How can I pull in data from Wordpress espc stuff from ACF or custom fields?
How to I grab custom post types?
How do I import css into js components like I would in a regular react app? (I went ahead and tried to do this and it didn’t work)
If you don’t understand or think something is still missing, please let us know so we can improve the guide.
That’s right, the recommended way is to use emotion. You can import global CSS if necessary but the recommendation is to avoid it as much as possible. More info about styling here: https://docs.frontity.org/learning-frontity/styles
Yes, that’s right.
The easiest way is to create a new page, post or category in your WordPress. Then, navigate to that URL.
If you want to create a new URL that doesn’t exist in WordPress, you can either:
Once they are in the REST API response, you’ll be able to access them in Frontity, just like you access the title or content.
That’s something we are working on right now. It’s going to be done with wp-source settings. We expect to have it ready next week.
Absolutley. We also want to release several frontity commands to deal with local packages: npx frontity install-package, npx frontity update-package and npx-frontity rename-package.
Ah okay yeah I see now. That’s a little disappointing. I checked the documentation’s linked article on migrating from SCSS to styled components but I’m still not super happy with the alternative markup because it seems to be a much more round about way of dealing with this. I get the need to code split and serve the CSS on a per component basis but I hoped that could at least have been done in the standard React way in which scss is written like normal and then imported on a per component basis. That normally works with a normal create-react-app but in this case it isn’t working and I’m not clear why.

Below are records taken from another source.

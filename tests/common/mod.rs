//! Shared test utilities for integration and E2E tests.
//!
//! This module provides entries-file fixtures and helpers to run the CLI
//! against a temporary directory.
//!
//! ## Usage
//!
//! Add `mod common;` to your test file, then use the helpers:
//!
//! ```rust,ignore
//! mod common;
//! use common::prelude::*;
//!
//! #[test]
//! fn test_example() {
//!     let fixture = TestFixture::new().with_csv(inputs::CSV_TWO_SYSTEMS);
//!     fixture.sync_command().assert().success();
//! }
//! ```

use assert_fs::prelude::*;
use serde_json::Value;
use std::path::{Path, PathBuf};

/// Re-export commonly used test dependencies for convenience.
pub mod prelude {
    #[allow(unused_imports)]
    pub use assert_cmd::cargo::cargo_bin_cmd;
    #[allow(unused_imports)]
    pub use assert_fs::prelude::*;
    #[allow(unused_imports)]
    pub use assert_fs::TempDir;
    #[allow(unused_imports)]
    pub use predicates::prelude::*;

    #[allow(unused_imports)]
    pub use super::inputs;
    pub use super::TestFixture;
}

/// Entries files used across tests.
#[allow(dead_code)]
pub mod inputs {
    /// Two systems; the second row of each relies on forward-fill.
    pub const CSV_TWO_SYSTEMS: &str = "\
user_specified_system,group_id,group_name,display_name,linked_resource,user_specified_type,description,created_at,updated_at
Sheets,finance,Finance,Q1 Report,//sheets/q1,spreadsheet,First quarter,2020-10-10T17:25:00-0300,2020-10-10T17:26:30-0300
,,,Q2 Report,//sheets/q2,spreadsheet,,,
Docs,legal,Legal,NDA Template,//docs/nda,document,,,
,,,Contract Draft,//docs/contract,document,Work in progress,,
";

    /// `CSV_TWO_SYSTEMS` without the Q2 Report row.
    pub const CSV_WITHOUT_Q2: &str = "\
user_specified_system,group_id,group_name,display_name,linked_resource,user_specified_type,description,created_at,updated_at
Sheets,finance,Finance,Q1 Report,//sheets/q1,spreadsheet,First quarter,2020-10-10T17:25:00-0300,2020-10-10T17:26:30-0300
Docs,legal,Legal,NDA Template,//docs/nda,document,,,
,,,Contract Draft,//docs/contract,document,Work in progress,,
";

    /// The same entries as `CSV_TWO_SYSTEMS`, in the nested JSON layout.
    pub const JSON_TWO_SYSTEMS: &str = r#"{
  "userSpecifiedSystems": [
    {
      "name": "Sheets",
      "entryGroups": [
        {
          "id": "finance",
          "name": "Finance",
          "entries": [
            {
              "displayName": "Q1 Report",
              "linkedResource": "//sheets/q1",
              "type": "spreadsheet",
              "description": "First quarter",
              "createdAt": "2020-10-10T17:25:00-0300",
              "updatedAt": "2020-10-10T17:26:30-0300"
            },
            {
              "displayName": "Q2 Report",
              "linkedResource": "//sheets/q2",
              "type": "spreadsheet"
            }
          ]
        }
      ]
    },
    {
      "name": "Docs",
      "entryGroups": [
        {
          "id": "legal",
          "name": "Legal",
          "entries": [
            {
              "displayName": "NDA Template",
              "linkedResource": "//docs/nda",
              "type": "document"
            },
            {
              "displayName": "Contract Draft",
              "linkedResource": "//docs/contract",
              "type": "document",
              "description": "Work in progress"
            }
          ]
        }
      ]
    }
  ]
}
"#;

    /// `JSON_TWO_SYSTEMS` with each system and group split over two objects.
    pub const JSON_REPEATED_SYSTEMS: &str = r#"{
  "userSpecifiedSystems": [
    {
      "name": "Sheets",
      "entryGroups": [
        {
          "id": "finance",
          "name": "Finance",
          "entries": [
            {
              "displayName": "Q1 Report",
              "linkedResource": "//sheets/q1",
              "type": "spreadsheet",
              "description": "First quarter",
              "createdAt": "2020-10-10T17:25:00-0300",
              "updatedAt": "2020-10-10T17:26:30-0300"
            }
          ]
        }
      ]
    },
    {
      "name": "Docs",
      "entryGroups": [
        {
          "id": "legal",
          "name": "Legal",
          "entries": [
            { "displayName": "NDA Template", "linkedResource": "//docs/nda", "type": "document" }
          ]
        },
        {
          "id": "legal",
          "entries": [
            {
              "displayName": "Contract Draft",
              "linkedResource": "//docs/contract",
              "type": "document",
              "description": "Work in progress"
            }
          ]
        }
      ]
    },
    {
      "name": "Sheets",
      "entryGroups": [
        {
          "id": "finance",
          "entries": [
            { "displayName": "Q2 Report", "linkedResource": "//sheets/q2", "type": "spreadsheet" }
          ]
        }
      ]
    }
  ]
}
"#;

    /// Missing the mandatory `linked_resource` column.
    pub const CSV_MISSING_COLUMN: &str = "\
user_specified_system,group_id,display_name,user_specified_type
Sheets,finance,Q1 Report,spreadsheet
";

    /// A timestamp in the unsupported `Z` form.
    pub const CSV_BAD_TIMESTAMP: &str = "\
user_specified_system,group_id,display_name,linked_resource,user_specified_type,created_at
Sheets,finance,Q1 Report,//sheets/q1,spreadsheet,2020-10-10T17:25:00Z
";

    /// Missing the top-level systems key.
    pub const JSON_MISSING_SYSTEMS: &str = r#"{"systems": []}"#;
}

/// A test fixture that provides a temporary directory holding an entries file
/// and the catalog file a `sync` writes.
///
/// # Example
///
/// ```rust,ignore
/// let fixture = TestFixture::new().with_csv(inputs::CSV_TWO_SYSTEMS);
/// fixture.sync_command().assert().success();
/// assert_eq!(fixture.catalog_entries().len(), 4);
/// ```
pub struct TestFixture {
    temp_dir: assert_fs::TempDir,
}

#[allow(dead_code)]
impl TestFixture {
    pub const CSV_FILE: &'static str = "entries.csv";
    pub const JSON_FILE: &'static str = "entries.json";
    pub const CATALOG_FILE: &'static str = "catalog.json";
    pub const PROJECT_ID: &'static str = "test-project";
    pub const LOCATION_ID: &'static str = "us-central1";

    /// Create a new test fixture with an empty temporary directory.
    pub fn new() -> Self {
        Self {
            temp_dir: assert_fs::TempDir::new().expect("Failed to create temp directory"),
        }
    }

    /// Write `entries.csv` with the given content.
    pub fn with_csv(self, content: &str) -> Self {
        self.with_file(Self::CSV_FILE, content)
    }

    /// Write `entries.json` with the given content.
    pub fn with_json(self, content: &str) -> Self {
        self.with_file(Self::JSON_FILE, content)
    }

    /// Add a file with the given path and content.
    pub fn with_file(self, path: &str, content: &str) -> Self {
        self.temp_dir
            .child(path)
            .write_str(content)
            .expect("Failed to write file");
        self
    }

    /// Get the path to the temporary directory.
    pub fn path(&self) -> &Path {
        self.temp_dir.path()
    }

    pub fn csv_path(&self) -> PathBuf {
        self.path().join(Self::CSV_FILE)
    }

    pub fn json_path(&self) -> PathBuf {
        self.path().join(Self::JSON_FILE)
    }

    pub fn catalog_path(&self) -> PathBuf {
        self.path().join(Self::CATALOG_FILE)
    }

    /// Create a child path in the temp directory.
    pub fn child(&self, path: &str) -> assert_fs::fixture::ChildPath {
        self.temp_dir.child(path)
    }

    /// Entries stored in the catalog file, as raw JSON values.
    pub fn catalog_entries(&self) -> Vec<Value> {
        let content =
            std::fs::read_to_string(self.catalog_path()).expect("Failed to read catalog file");
        let state: Value = serde_json::from_str(&content).expect("Catalog file is not JSON");
        state["entries"]
            .as_array()
            .cloned()
            .expect("Catalog file has no entries array")
    }

    /// Names of the entries stored in the catalog file.
    pub fn catalog_entry_names(&self) -> Vec<String> {
        self.catalog_entries()
            .iter()
            .filter_map(|entry| entry["name"].as_str().map(str::to_string))
            .collect()
    }
}

impl Default for TestFixture {
    fn default() -> Self {
        Self::new()
    }
}

/// Helpers to create CLI commands for the `datacatalog-custom-entries` binary.
///
/// Commands run inside the fixture directory, with color disabled and the
/// `DATACATALOG_*` environment variables cleared.
#[allow(dead_code)]
impl TestFixture {
    /// Create a command configured to run in this fixture's directory.
    pub fn command(&self) -> assert_cmd::Command {
        let mut cmd = assert_cmd::cargo::cargo_bin_cmd!("datacatalog-custom-entries");
        cmd.current_dir(self.path())
            .env("NO_COLOR", "1")
            .env_remove("DATACATALOG_PROJECT_ID")
            .env_remove("DATACATALOG_LOCATION_ID")
            .env_remove("DATACATALOG_CATALOG_FILE")
            .env_remove("RUST_LOG");
        cmd
    }

    /// `sync` over `entries.csv` into `catalog.json`.
    pub fn sync_command(&self) -> assert_cmd::Command {
        self.sync_command_with("--csv-file", &self.csv_path())
    }

    /// `sync` over `entries.json` into `catalog.json`.
    pub fn sync_json_command(&self) -> assert_cmd::Command {
        self.sync_command_with("--json-file", &self.json_path())
    }

    fn sync_command_with(&self, input_flag: &str, input: &Path) -> assert_cmd::Command {
        let mut cmd = self.command();
        cmd.arg("sync")
            .arg(input_flag)
            .arg(input)
            .arg("--project-id")
            .arg(Self::PROJECT_ID)
            .arg("--location-id")
            .arg(Self::LOCATION_ID)
            .arg("--catalog-file")
            .arg(self.catalog_path());
        cmd
    }
}

#[cfg(test)]
mod tests {
    use super::*;

    #[test]
    fn test_fixture_creates_temp_dir() {
        let fixture = TestFixture::new();
        assert!(fixture.path().exists());
    }

    #[test]
    fn test_fixture_with_csv() {
        let fixture = TestFixture::new().with_csv(inputs::CSV_TWO_SYSTEMS);
        assert!(fixture.csv_path().exists());
    }

    #[test]
    fn test_json_inputs_are_valid_json() {
        serde_json::from_str::<Value>(inputs::JSON_TWO_SYSTEMS).expect("fixture should be JSON");
        serde_json::from_str::<Value>(inputs::JSON_REPEATED_SYSTEMS)
            .expect("fixture should be JSON");
        serde_json::from_str::<Value>(inputs::JSON_MISSING_SYSTEMS)
            .expect("fixture should be JSON");
    }
}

Awesome! That’s great to hear. I also actually convinced my new job to allow me to use Frontity for my first solo project so I’ll probably be around a lot for at leas the next month.
Complete newbie here.
How did you figure this one out?
I want to make my own theme, so that it’s not called “mars-theme”
I’ve copied the mars-theme folders, and renamed them to “mytheme-theme” for example. I’ve updated all references.

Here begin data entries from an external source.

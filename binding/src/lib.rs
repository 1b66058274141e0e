// SPDX-FileCopyrightText: 2025 YungBinary
// SPDX-License-Identifier: LGPL-3.0-only

//! Hand-maintained surface of the IDA kernel API consumed by the plugin.
//!
//! The host is a closed process; the declarations below cover only the
//! entry points the plugin calls. Everything resolves at load time, when
//! the host maps the plugin into its own address space.

#![allow(non_snake_case)]
#![allow(non_camel_case_types)]
#![allow(non_upper_case_globals)]

use std::ffi::CString;

use bitflags::bitflags;
use cty::{c_char, c_int, c_uint, c_void};
pub use log::Level;

pub const LOG_DEBUG: Level = Level::Debug;
pub const LOG_INFO: Level = Level::Info;
pub const LOG_WARN: Level = Level::Warn;
pub const LOG_ERROR: Level = Level::Error;

/// Linear address in the host's address space.
pub type ea_t = u64;
/// Item size in bytes.
pub type asize_t = u64;
/// The host's marker for an invalid or missing address.
pub const BADADDR: ea_t = 0xffff_ffff_ffff_ffff;

/// Kernel/plugin interface version the loader checks `plugin_t` against.
pub const IDP_INTERFACE_VERSION: c_int = 700;

// plugin_t.flags
pub const PLUGIN_HIDE: c_int = 0x10;
pub const PLUGIN_PROC: c_int = 0x40;

// plugin_t.init() answers
pub const PLUGIN_SKIP: c_int = 0;
pub const PLUGIN_OK: c_int = 1;
pub const PLUGIN_KEEP: c_int = 2;

// action_handler_t.update() answers
pub const AST_ENABLE_ALWAYS: c_int = 0;
pub const AST_DISABLE_ALWAYS: c_int = 4;

/// Widget type of disassembly listing views.
pub const BWN_DISASM: c_int = 29;

// attach_action_to_popup() placement
pub const SETMENU_INS: c_int = 0x0;
pub const SETMENU_APP: c_int = 0x1;

// get_bytes() flags. READALL fails the read if any byte in the range has
// no defined value in the database.
pub const GMB_READALL: c_int = 0x1;

bitflags! {
    /// Filter for cross-reference enumeration. `empty()` walks every
    /// reference kind, code and data.
    #[derive(Debug, Clone, Copy, PartialEq, Eq)]
    pub struct XrefFlags: c_int {
        const FAR = 0x1;
        const DATA = 0x2;
    }
}

#[repr(C)]
pub struct TWidget {
    _private: [u8; 0],
}

#[repr(C)]
pub struct TPopupMenu {
    _private: [u8; 0],
}

/// Activation context handed to action callbacks. Opaque to the plugin.
#[repr(C)]
pub struct action_ctx_t {
    _private: [u8; 0],
}

pub type action_activate_cb =
    extern "C" fn(handler: *const action_handler_t, ctx: *mut action_ctx_t) -> c_int;
pub type action_update_cb =
    extern "C" fn(handler: *const action_handler_t, ctx: *mut action_ctx_t) -> c_int;

// The host defines the handler as a virtual class. It is laid out by hand
// as its callback record, like the plugin and hook records below, so it
// can be assigned as a const.
#[repr(C)]
pub struct action_handler_t {
    pub activate: Option<action_activate_cb>,
    pub update: Option<action_update_cb>,
}

#[repr(C)]
pub struct action_desc_t {
    /// Size of this record, used by the loader for versioning.
    pub cb: c_int,
    pub name: *const c_char,
    pub label: *const c_char,
    pub handler: *const action_handler_t,
    pub owner: *const c_void,
    pub shortcut: *const c_char,
    pub tooltip: *const c_char,
    pub icon: c_int,
    pub flags: c_int,
}

/// UI notification receivers. Only the callbacks the plugin implements are
/// listed; unset members are skipped by the dispatcher.
#[repr(C)]
pub struct ui_hooks_t {
    pub user_data: *mut c_void,
    pub populating_widget_popup: Option<
        extern "C" fn(user_data: *mut c_void, widget: *mut TWidget, popup_handle: *mut TPopupMenu),
    >,
}

unsafe impl Sync for ui_hooks_t {}

/// Loader-facing plugin record. The host resolves the `PLUGIN` export of
/// the shared object against this layout.
#[repr(C)]
pub struct plugin_t {
    pub version: c_int,
    pub flags: c_int,
    pub init: Option<extern "C" fn() -> c_int>,
    pub term: Option<extern "C" fn()>,
    pub run: Option<extern "C" fn(arg: c_int)>,
    pub comment: *const c_char,
    pub help: *const c_char,
    pub wanted_name: *const c_char,
    pub wanted_hotkey: *const c_char,
}

unsafe impl Sync for plugin_t {}

/// One cross-reference edge, filled in by the enumeration calls.
#[repr(C)]
#[derive(Debug, Copy, Clone)]
pub struct xrefblk_t {
    pub from: ea_t,
    pub to: ea_t,
    pub iscode: u8,
    pub type_: u8,
    pub user: u8,
}

impl xrefblk_t {
    pub const fn new() -> xrefblk_t {
        xrefblk_t {
            from: BADADDR,
            to: BADADDR,
            iscode: 0,
            type_: 0,
            user: 0,
        }
    }
}

extern "C" {
    pub fn get_screen_ea() -> ea_t;
    pub fn get_item_end(ea: ea_t) -> ea_t;
    pub fn get_bytes(
        buf: *mut c_void,
        size: isize,
        ea: ea_t,
        gmb_flags: c_int,
        mask: *mut c_void,
    ) -> isize;
    pub fn set_cmt(ea: ea_t, comm: *const c_char, rptble: bool) -> bool;
    pub fn xrefblk_t_first_to(blk: *mut xrefblk_t, to: ea_t, flags: c_int) -> bool;
    pub fn xrefblk_t_next_to(blk: *mut xrefblk_t) -> bool;
    pub fn register_action(desc: *const action_desc_t) -> bool;
    pub fn unregister_action(name: *const c_char) -> bool;
    pub fn attach_action_to_popup(
        widget: *mut TWidget,
        popup_handle: *mut TPopupMenu,
        name: *const c_char,
        popuppath: *const c_char,
        flags: c_int,
    ) -> bool;
    pub fn get_widget_type(widget: *mut TWidget) -> c_int;
    pub fn load_custom_icon(ptr: *const c_void, len: c_uint, format: *const c_char) -> c_int;
    pub fn free_custom_icon(icon_id: c_int);
    pub fn hook_ui_notification_point(hooks: *const ui_hooks_t) -> bool;
    pub fn unhook_ui_notification_point(hooks: *const ui_hooks_t) -> bool;
    pub fn msg(format: *const c_char, ...) -> c_int;
    pub fn warning(format: *const c_char, ...);
}

/// Write a log message both to the log facade and the host console.
///
/// ```ignore
/// log_ida!(LOG_WARN, Some("IID2Str"), "No address selected.");
/// ```
#[macro_export]
macro_rules! log_ida {
    ( $lvl:expr, $tag:expr, $msg:expr ) => {{
        let tag: Option<&str> = $tag;
        let text = match tag {
            Some(t) => format!("[{}] {}", t, $msg),
            None => format!("{}", $msg),
        };
        log::log!($lvl, "{}", text);
        $crate::ida_msg(&format!("{}: {}\n", $lvl, text));
    }};
}

/// The currently selected address, if the cursor is on one.
pub fn screen_ea() -> Option<ea_t> {
    let ea = unsafe { get_screen_ea() };
    if ea == BADADDR {
        None
    } else {
        Some(ea)
    }
}

/// Byte length of the item starting at `ea`.
pub fn item_size(ea: ea_t) -> asize_t {
    unsafe { get_item_end(ea) }.saturating_sub(ea)
}

/// Reads `len` defined bytes at `ea`. `None` if the range is shorter or
/// holds undefined bytes.
pub fn read_bytes(ea: ea_t, len: usize) -> Option<Vec<u8>> {
    let mut buf = vec![0u8; len];
    let got = unsafe {
        get_bytes(
            buf.as_mut_ptr().cast(),
            len as isize,
            ea,
            GMB_READALL,
            std::ptr::null_mut(),
        )
    };
    if got == len as isize {
        Some(buf)
    } else {
        None
    }
}

/// Sets (replaces) the comment at `ea`.
pub fn set_comment(ea: ea_t, text: &str, repeatable: bool) -> bool {
    let Ok(comm) = CString::new(text) else {
        return false;
    };
    unsafe { set_cmt(ea, comm.as_ptr(), repeatable) }
}

/// All addresses referencing `ea`, in the host's enumeration order.
pub fn xrefs_to(ea: ea_t, flags: XrefFlags) -> Vec<ea_t> {
    let mut refs = Vec::new();
    let mut blk = xrefblk_t::new();
    let mut more = unsafe { xrefblk_t_first_to(&mut blk, ea, flags.bits()) };
    while more {
        refs.push(blk.from);
        more = unsafe { xrefblk_t_next_to(&mut blk) };
    }
    refs
}

/// Prints to the host's message console.
pub fn ida_msg(text: &str) {
    if let Ok(c) = CString::new(text) {
        unsafe {
            msg("%s\0".as_ptr().cast(), c.as_ptr());
        }
    }
}

/// Pops the host's warning dialog.
pub fn ida_warning(text: &str) {
    if let Ok(c) = CString::new(text) {
        unsafe {
            warning("%s\0".as_ptr().cast(), c.as_ptr());
        }
    }
}

/// Registers PNG icon data with the host and returns its icon id.
pub fn load_png_icon(data: &[u8]) -> c_int {
    unsafe {
        load_custom_icon(
            data.as_ptr().cast(),
            data.len() as c_uint,
            "png\0".as_ptr().cast(),
        )
    }
}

Nope… need to install in npm.
But how?
This is not very clear at all…
I don’t really want “mars-theme” in all my pages. I’d rather have my own.
First of all, thanks for your feedback. We know that our docs still don’t cover some important topics like the one you mention. Good news are that we are actively working on improving them so this should be fixed soon.
In the future, we want to release a npx frontity install-package command that will ask you what name do you want to use (or preserve the original name).